明帝国の大艦隊を率いて遠くアフリカまで航海をおこなった宦官、鄭和の物語。
 やったことのスケールが大きいだけに、スケールの大きい男だ。船乗りがサメに食われる事態に感心したり、たまに雑ともいう。鄭和の大航海には明帝国内部の永楽帝と建文帝の叔父甥の権力争いが深く関わっていて、武力で皇位を簒奪した永楽帝が権力の正統性を広める動機のあったことが分かった(漫画で分かっていいのかは謎)。ますます天武天皇を連想する。自称世界の中心である中華(その象徴である皇帝)が自らに自らを承認させることでは飽き足らず、周辺扱いしている地域に承認を求めるのだから、永楽帝の名声への飢え渇きは尋常ではない。両頬が矢で射抜かれて窪んだ彼の恐ろしい容貌も、それに重ねられているのかもしれない。

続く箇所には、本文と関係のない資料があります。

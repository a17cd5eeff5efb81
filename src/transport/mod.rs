//! Transport capability layer.
//!
//! The pool never talks a wire protocol itself. It drives transports through
//! the capability traits in this module, and transport crates (FTP, FTPS,
//! SFTP, or anything session-shaped) plug in underneath.
//!
//! # Architecture
//!
//! ```text
//! ┌──────────────┐   borrow/release    ┌───────────────────┐
//! │   KeyedPool  │────────────────────►│  TransportClient  │
//! │              │                     │  (your impl)      │
//! │ ClientFactory│──open(spec, addr)──►│ TransportConnector│
//! └──────────────┘                     └───────────────────┘
//! ```
//!
//! # Contract
//!
//! | Capability | Used for |
//! |------------|----------|
//! | `connect` / `disconnect` / `quit` | lifecycle + graceful teardown |
//! | `is_connected` / `send_noop` | validation (test-on-borrow, test-while-idle) |
//! | `apply_settings` / `set_transfer_mode` | activation + drift reconnect |
//!
//! Implementations must be cancel-safe at `.await` points; the pool may drop
//! a client mid-call only when a borrower abandons its checkout guard.

// ============================================================================
// Submodules
// ============================================================================

/// Transport capability traits.
pub mod client;

#[cfg(test)]
pub(crate) mod mock;

// ============================================================================
// Re-exports
// ============================================================================

pub use client::{ProxyContext, TransportClient, TransportConnector};
//! Scripted transport for unit tests.
//!
//! [`MockConnector`] hands out [`MockTransport`] clients whose behavior is
//! controlled through a shared [`MockControl`] handle: tests flip failure
//! flags, then assert against the recorded operation log.

// ============================================================================
// Imports
// ============================================================================

use std::net::SocketAddr;
use std::sync::Arc;
use std::sync::atomic::{AtomicBool, AtomicUsize, Ordering};

use async_trait::async_trait;
use parking_lot::Mutex;

use crate::error::{Error, Result};
use crate::spec::{ConnectionSpec, ProxyConfig, TransferMode};
use crate::transport::client::{ProxyContext, TransportClient, TransportConnector};

// ============================================================================
// MockState
// ============================================================================

#[derive(Debug, Default)]
struct MockState {
    log: Vec<String>,
    connected: bool,
    fail_connect: bool,
    fail_noop: bool,
    fail_apply: bool,
    fail_quit: bool,
    transfer_mode: Option<TransferMode>,
}

// ============================================================================
// MockControl
// ============================================================================

/// Test-side handle to one mock client's state.
#[derive(Clone)]
pub(crate) struct MockControl {
    id: usize,
    state: Arc<Mutex<MockState>>,
}

impl MockControl {
    /// Sequence number of the client, in creation order.
    pub(crate) fn id(&self) -> usize {
        self.id
    }

    /// Snapshot of the recorded operations.
    pub(crate) fn log(&self) -> Vec<String> {
        self.state.lock().log.clone()
    }

    pub(crate) fn is_connected(&self) -> bool {
        self.state.lock().connected
    }

    pub(crate) fn transfer_mode(&self) -> Option<TransferMode> {
        self.state.lock().transfer_mode
    }

    /// Simulates the server silently dropping the session.
    pub(crate) fn drop_connection(&self) {
        self.state.lock().connected = false;
    }

    /// Makes subsequent NOOP probes fail.
    pub(crate) fn fail_noop(&self, fail: bool) {
        self.state.lock().fail_noop = fail;
    }

    /// Makes subsequent connect attempts fail.
    pub(crate) fn fail_connect(&self, fail: bool) {
        self.state.lock().fail_connect = fail;
    }

    /// Makes the graceful quit fail (teardown must swallow it).
    pub(crate) fn fail_quit(&self, fail: bool) {
        self.state.lock().fail_quit = fail;
    }
}

// ============================================================================
// MockTransport
// ============================================================================

/// Scripted [`TransportClient`].
pub(crate) struct MockTransport {
    state: Arc<Mutex<MockState>>,
}

#[async_trait]
impl TransportClient for MockTransport {
    async fn connect(&mut self) -> Result<()> {
        let mut state = self.state.lock();
        state.log.push("connect".into());
        if state.fail_connect {
            return Err(Error::transport("mock connect refused"));
        }
        state.connected = true;
        Ok(())
    }

    async fn disconnect(&mut self) -> Result<()> {
        let mut state = self.state.lock();
        state.log.push("disconnect".into());
        state.connected = false;
        Ok(())
    }

    fn is_connected(&self) -> bool {
        self.state.lock().connected
    }

    async fn send_noop(&mut self) -> Result<bool> {
        let mut state = self.state.lock();
        state.log.push("noop".into());
        if !state.connected {
            return Err(Error::transport("mock not connected"));
        }
        Ok(!state.fail_noop)
    }

    async fn apply_settings(&mut self, _spec: &ConnectionSpec) -> Result<()> {
        let mut state = self.state.lock();
        state.log.push("apply-settings".into());
        if state.fail_apply {
            return Err(Error::transport("mock apply-settings failed"));
        }
        Ok(())
    }

    async fn set_transfer_mode(&mut self, mode: TransferMode) -> Result<()> {
        let mut state = self.state.lock();
        state.log.push(format!("set-mode:{mode}"));
        state.transfer_mode = Some(mode);
        Ok(())
    }

    async fn quit(&mut self) -> Result<u32> {
        let mut state = self.state.lock();
        state.log.push("quit".into());
        if state.fail_quit {
            return Err(Error::transport("mock quit failed"));
        }
        Ok(221)
    }
}

// ============================================================================
// MockConnector
// ============================================================================

/// Scripted [`TransportConnector`] tracking every client it creates.
#[derive(Default)]
pub(crate) struct MockConnector {
    opened: AtomicUsize,
    fail_open: AtomicBool,
    fail_connect_new: AtomicBool,
    controls: Mutex<Vec<MockControl>>,
}

impl MockConnector {
    pub(crate) fn new() -> Arc<Self> {
        Arc::new(Self::default())
    }

    /// Number of clients created so far.
    pub(crate) fn opened(&self) -> usize {
        self.opened.load(Ordering::SeqCst)
    }

    /// Control handle for the `n`-th created client.
    pub(crate) fn control(&self, n: usize) -> MockControl {
        self.controls.lock()[n].clone()
    }

    /// Control handle for the most recently created client.
    pub(crate) fn last_control(&self) -> MockControl {
        self.controls
            .lock()
            .last()
            .expect("no client created yet")
            .clone()
    }

    /// Makes `open` itself fail.
    pub(crate) fn fail_open(&self, fail: bool) {
        self.fail_open.store(fail, Ordering::SeqCst);
    }

    /// Makes clients created from now on refuse their connect handshake.
    pub(crate) fn fail_connect_new(&self, fail: bool) {
        self.fail_connect_new.store(fail, Ordering::SeqCst);
    }
}

#[async_trait]
impl TransportConnector for MockConnector {
    async fn open(
        &self,
        _spec: &ConnectionSpec,
        _addr: SocketAddr,
    ) -> Result<Box<dyn TransportClient>> {
        if self.fail_open.load(Ordering::SeqCst) {
            return Err(Error::transport("mock open failed"));
        }

        let id = self.opened.fetch_add(1, Ordering::SeqCst);
        let state = Arc::new(Mutex::new(MockState {
            fail_connect: self.fail_connect_new.load(Ordering::SeqCst),
            ..MockState::default()
        }));
        state.lock().log.push("open".into());

        self.controls.lock().push(MockControl {
            id,
            state: Arc::clone(&state),
        });

        Ok(Box::new(MockTransport { state }))
    }
}

// ============================================================================
// RecordingProxy
// ============================================================================

/// [`ProxyContext`] that records bracket events.
#[derive(Default)]
pub(crate) struct RecordingProxy {
    fail_begin: AtomicBool,
    events: Mutex<Vec<String>>,
}

impl RecordingProxy {
    pub(crate) fn new() -> Arc<Self> {
        Arc::new(Self::default())
    }

    pub(crate) fn events(&self) -> Vec<String> {
        self.events.lock().clone()
    }

    pub(crate) fn fail_begin(&self, fail: bool) {
        self.fail_begin.store(fail, Ordering::SeqCst);
    }
}

#[async_trait]
impl ProxyContext for RecordingProxy {
    async fn begin(&self, proxy: &ProxyConfig) -> Result<()> {
        self.events.lock().push(format!("begin:{}", proxy.host));
        if self.fail_begin.load(Ordering::SeqCst) {
            return Err(Error::transport("mock proxy begin failed"));
        }
        Ok(())
    }

    async fn end(&self) {
        self.events.lock().push("end".into());
    }
}

// ============================================================================
// Tests
// ============================================================================

#[cfg(test)]
mod tests {
    use super::*;

    use std::net::{IpAddr, Ipv4Addr};

    fn addr() -> SocketAddr {
        SocketAddr::new(IpAddr::V4(Ipv4Addr::LOCALHOST), 21)
    }

    #[tokio::test]
    async fn test_mock_connect_and_log() {
        let connector = MockConnector::new();
        let spec = ConnectionSpec::new("h");
        let mut client = connector.open(&spec, addr()).await.unwrap();

        client.connect().await.unwrap();
        assert!(client.is_connected());
        assert!(client.send_noop().await.unwrap());

        let control = connector.control(0);
        assert_eq!(control.log(), vec!["open", "connect", "noop"]);
    }

    #[tokio::test]
    async fn test_mock_failure_flags() {
        let connector = MockConnector::new();
        connector.fail_connect_new(true);
        let spec = ConnectionSpec::new("h");
        let mut client = connector.open(&spec, addr()).await.unwrap();

        assert!(client.connect().await.is_err());
        assert!(!client.is_connected());
    }
}
//! Pool limits, eviction thresholds and validation flags.
//!
//! Defaults are tuned for interactive transfer workloads: a generous total
//! cap, a small idle reserve, aggressive idle eviction (stale control
//! connections are cheap to drop and expensive to trip over) and validation
//! on borrow.
//!
//! # Example
//!
//! ```ignore
//! use std::time::Duration;
//! use ftp_pool::PoolConfig;
//!
//! let config = PoolConfig::new()
//!     .with_max_total(8)
//!     .with_max_idle(2)
//!     .with_borrow_wait_timeout(Duration::from_secs(3));
//! ```

// ============================================================================
// Imports
// ============================================================================

use std::time::Duration;

use serde::{Deserialize, Serialize};

// ============================================================================
// Defaults
// ============================================================================

/// Default cap on `active + idle` connections per key.
const DEFAULT_MAX_TOTAL: usize = 50;

/// Default cap on idle connections kept per key.
const DEFAULT_MAX_IDLE: usize = 10;

/// Default idle floor eviction will not reduce below.
const DEFAULT_MIN_IDLE: usize = 0;

/// Default period between eviction sweeps.
const DEFAULT_EVICTION_INTERVAL: Duration = Duration::from_secs(30);

/// Default idle age beyond which a connection is evicted.
const DEFAULT_IDLE_TIMEOUT: Duration = Duration::from_secs(60);

/// Default absolute connection lifetime. Zero disables the check.
const DEFAULT_MAX_LIFETIME: Duration = Duration::from_secs(300);

/// Default budget a borrower waits for a free slot.
const DEFAULT_BORROW_WAIT_TIMEOUT: Duration = Duration::from_secs(10);

/// Default number of idle connections examined per sweep.
const DEFAULT_NUM_TESTS_PER_EVICTION_RUN: usize = 3;

// ============================================================================
// PoolConfig
// ============================================================================

/// Configuration of one keyed pool.
///
/// A [`PoolRegistry`](crate::pool::PoolRegistry) carries a default config
/// applied to every new pool; a
/// [`ConnectionSpec`](crate::spec::ConnectionSpec) may override it per key
/// via `with_pool_config`. The registry's `eviction_interval` drives the
/// shared sweep scheduler; a zero interval disables background sweeping
/// (manual [`sweep`](crate::pool::KeyedPool::sweep) calls still work).
#[derive(Debug, Clone, PartialEq, Eq, Serialize, Deserialize)]
#[serde(default)]
pub struct PoolConfig {
    /// Cap on `active + idle` connections.
    pub max_total: usize,

    /// Cap on idle connections; returns beyond it destroy the connection.
    pub max_idle: usize,

    /// Idle floor that idle-timeout eviction will not reduce below.
    pub min_idle: usize,

    /// Period between background eviction sweeps. Zero disables them.
    pub eviction_interval: Duration,

    /// Idle age beyond which a connection is evicted.
    pub idle_timeout: Duration,

    /// Absolute age at which a connection always fails validation.
    /// Zero disables the lifetime check.
    pub max_lifetime: Duration,

    /// How long a borrower waits for a free slot before
    /// [`Error::Exhausted`](crate::error::Error::Exhausted).
    pub borrow_wait_timeout: Duration,

    /// Validate connections on borrow (liveness probe + lifetime).
    pub test_on_borrow: bool,

    /// Validate idle connections during eviction sweeps.
    pub test_while_idle: bool,

    /// Run the full validation probe before pooling a returned connection.
    /// Disconnected returns are always destroyed regardless of this flag.
    pub test_on_return: bool,

    /// Number of idle connections examined per sweep, bounding sweep cost.
    pub num_tests_per_eviction_run: usize,
}

impl Default for PoolConfig {
    fn default() -> Self {
        Self {
            max_total: DEFAULT_MAX_TOTAL,
            max_idle: DEFAULT_MAX_IDLE,
            min_idle: DEFAULT_MIN_IDLE,
            eviction_interval: DEFAULT_EVICTION_INTERVAL,
            idle_timeout: DEFAULT_IDLE_TIMEOUT,
            max_lifetime: DEFAULT_MAX_LIFETIME,
            borrow_wait_timeout: DEFAULT_BORROW_WAIT_TIMEOUT,
            test_on_borrow: true,
            test_while_idle: true,
            test_on_return: false,
            num_tests_per_eviction_run: DEFAULT_NUM_TESTS_PER_EVICTION_RUN,
        }
    }
}

// ============================================================================
// Builder Methods
// ============================================================================

impl PoolConfig {
    /// Creates a config with default limits.
    #[inline]
    #[must_use]
    pub fn new() -> Self {
        Self::default()
    }

    /// Sets the cap on `active + idle` connections.
    #[inline]
    #[must_use]
    pub fn with_max_total(mut self, max_total: usize) -> Self {
        self.max_total = max_total;
        self
    }

    /// Sets the idle cap.
    #[inline]
    #[must_use]
    pub fn with_max_idle(mut self, max_idle: usize) -> Self {
        self.max_idle = max_idle;
        self
    }

    /// Sets the idle floor.
    #[inline]
    #[must_use]
    pub fn with_min_idle(mut self, min_idle: usize) -> Self {
        self.min_idle = min_idle;
        self
    }

    /// Sets the sweep period. Zero disables background sweeps.
    #[inline]
    #[must_use]
    pub fn with_eviction_interval(mut self, interval: Duration) -> Self {
        self.eviction_interval = interval;
        self
    }

    /// Sets the idle age threshold.
    #[inline]
    #[must_use]
    pub fn with_idle_timeout(mut self, timeout: Duration) -> Self {
        self.idle_timeout = timeout;
        self
    }

    /// Sets the absolute lifetime. Zero disables the check.
    #[inline]
    #[must_use]
    pub fn with_max_lifetime(mut self, lifetime: Duration) -> Self {
        self.max_lifetime = lifetime;
        self
    }

    /// Sets the borrow wait budget.
    #[inline]
    #[must_use]
    pub fn with_borrow_wait_timeout(mut self, timeout: Duration) -> Self {
        self.borrow_wait_timeout = timeout;
        self
    }

    /// Enables or disables validation on borrow.
    #[inline]
    #[must_use]
    pub fn with_test_on_borrow(mut self, test: bool) -> Self {
        self.test_on_borrow = test;
        self
    }

    /// Enables or disables idle validation during sweeps.
    #[inline]
    #[must_use]
    pub fn with_test_while_idle(mut self, test: bool) -> Self {
        self.test_while_idle = test;
        self
    }

    /// Enables or disables the validation probe on return.
    #[inline]
    #[must_use]
    pub fn with_test_on_return(mut self, test: bool) -> Self {
        self.test_on_return = test;
        self
    }

    /// Sets the per-sweep examination quota.
    #[inline]
    #[must_use]
    pub fn with_num_tests_per_eviction_run(mut self, num_tests: usize) -> Self {
        self.num_tests_per_eviction_run = num_tests;
        self
    }
}

// ============================================================================
// Tests
// ============================================================================

#[cfg(test)]
mod tests {
    use super::*;

    #[test]
    fn test_defaults() {
        let config = PoolConfig::default();
        assert_eq!(config.max_total, 50);
        assert_eq!(config.max_idle, 10);
        assert_eq!(config.min_idle, 0);
        assert_eq!(config.eviction_interval, Duration::from_secs(30));
        assert_eq!(config.idle_timeout, Duration::from_secs(60));
        assert_eq!(config.max_lifetime, Duration::from_secs(300));
        assert_eq!(config.borrow_wait_timeout, Duration::from_secs(10));
        assert!(config.test_on_borrow);
        assert!(config.test_while_idle);
        assert!(!config.test_on_return);
        assert_eq!(config.num_tests_per_eviction_run, 3);
    }

    #[test]
    fn test_builder_chain() {
        let config = PoolConfig::new()
            .with_max_total(4)
            .with_max_idle(2)
            .with_min_idle(1)
            .with_idle_timeout(Duration::from_secs(5))
            .with_max_lifetime(Duration::ZERO)
            .with_borrow_wait_timeout(Duration::from_millis(200))
            .with_test_on_borrow(false)
            .with_test_on_return(true);

        assert_eq!(config.max_total, 4);
        assert_eq!(config.max_idle, 2);
        assert_eq!(config.min_idle, 1);
        assert_eq!(config.idle_timeout, Duration::from_secs(5));
        assert_eq!(config.max_lifetime, Duration::ZERO);
        assert_eq!(config.borrow_wait_timeout, Duration::from_millis(200));
        assert!(!config.test_on_borrow);
        assert!(config.test_on_return);
    }

    #[test]
    fn test_serde_round_trip_with_defaults() {
        // Partial documents fall back to defaults via #[serde(default)].
        let config: PoolConfig = serde_json::from_str(r#"{"max_total": 8}"#).unwrap();
        assert_eq!(config.max_total, 8);
        assert_eq!(config.max_idle, 10);

        let json = serde_json::to_string(&config).unwrap();
        let back: PoolConfig = serde_json::from_str(&json).unwrap();
        assert_eq!(back, config);
    }
}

 本作の鄭和はそんな自己皇帝感の低い皇帝に仕えながら、建文帝と娘を匿って安全な場所に逃がそうとしている。面従腹背じゃなくて、鄭和には時に皇帝の命令よりも優先させる筋が一本通っている。相手が皇帝でも海賊でも彼にとっては約束は約束なのだろう。
 冒険の仲間として巨大なサメ「大鮫魚」が出てくるタイマン張ればダチなので一度鄭和とやりあってからは、鄭和の邪魔をするスパイからダイオウイカまで巨大な牙で切り裂いていく。誰よりも頼もしい。
 宦官漫画の正ヒロイン大鮫魚さんのお通りだ!

 倭寇の黒巾党は鄭和についていくことを決めて、なんで残る人間が集団自決した?その論 理がおぼろげにしか理解できず、同じ日本人なのに鄭和よりも遠い存在に思えることがあった。彼らには帰る場所がなくなったから、鄭和に世界の果てまでついてくるってことだよな……。
 そう考えると、宦官の去勢と黒巾党の故郷破壊は通じるものがある。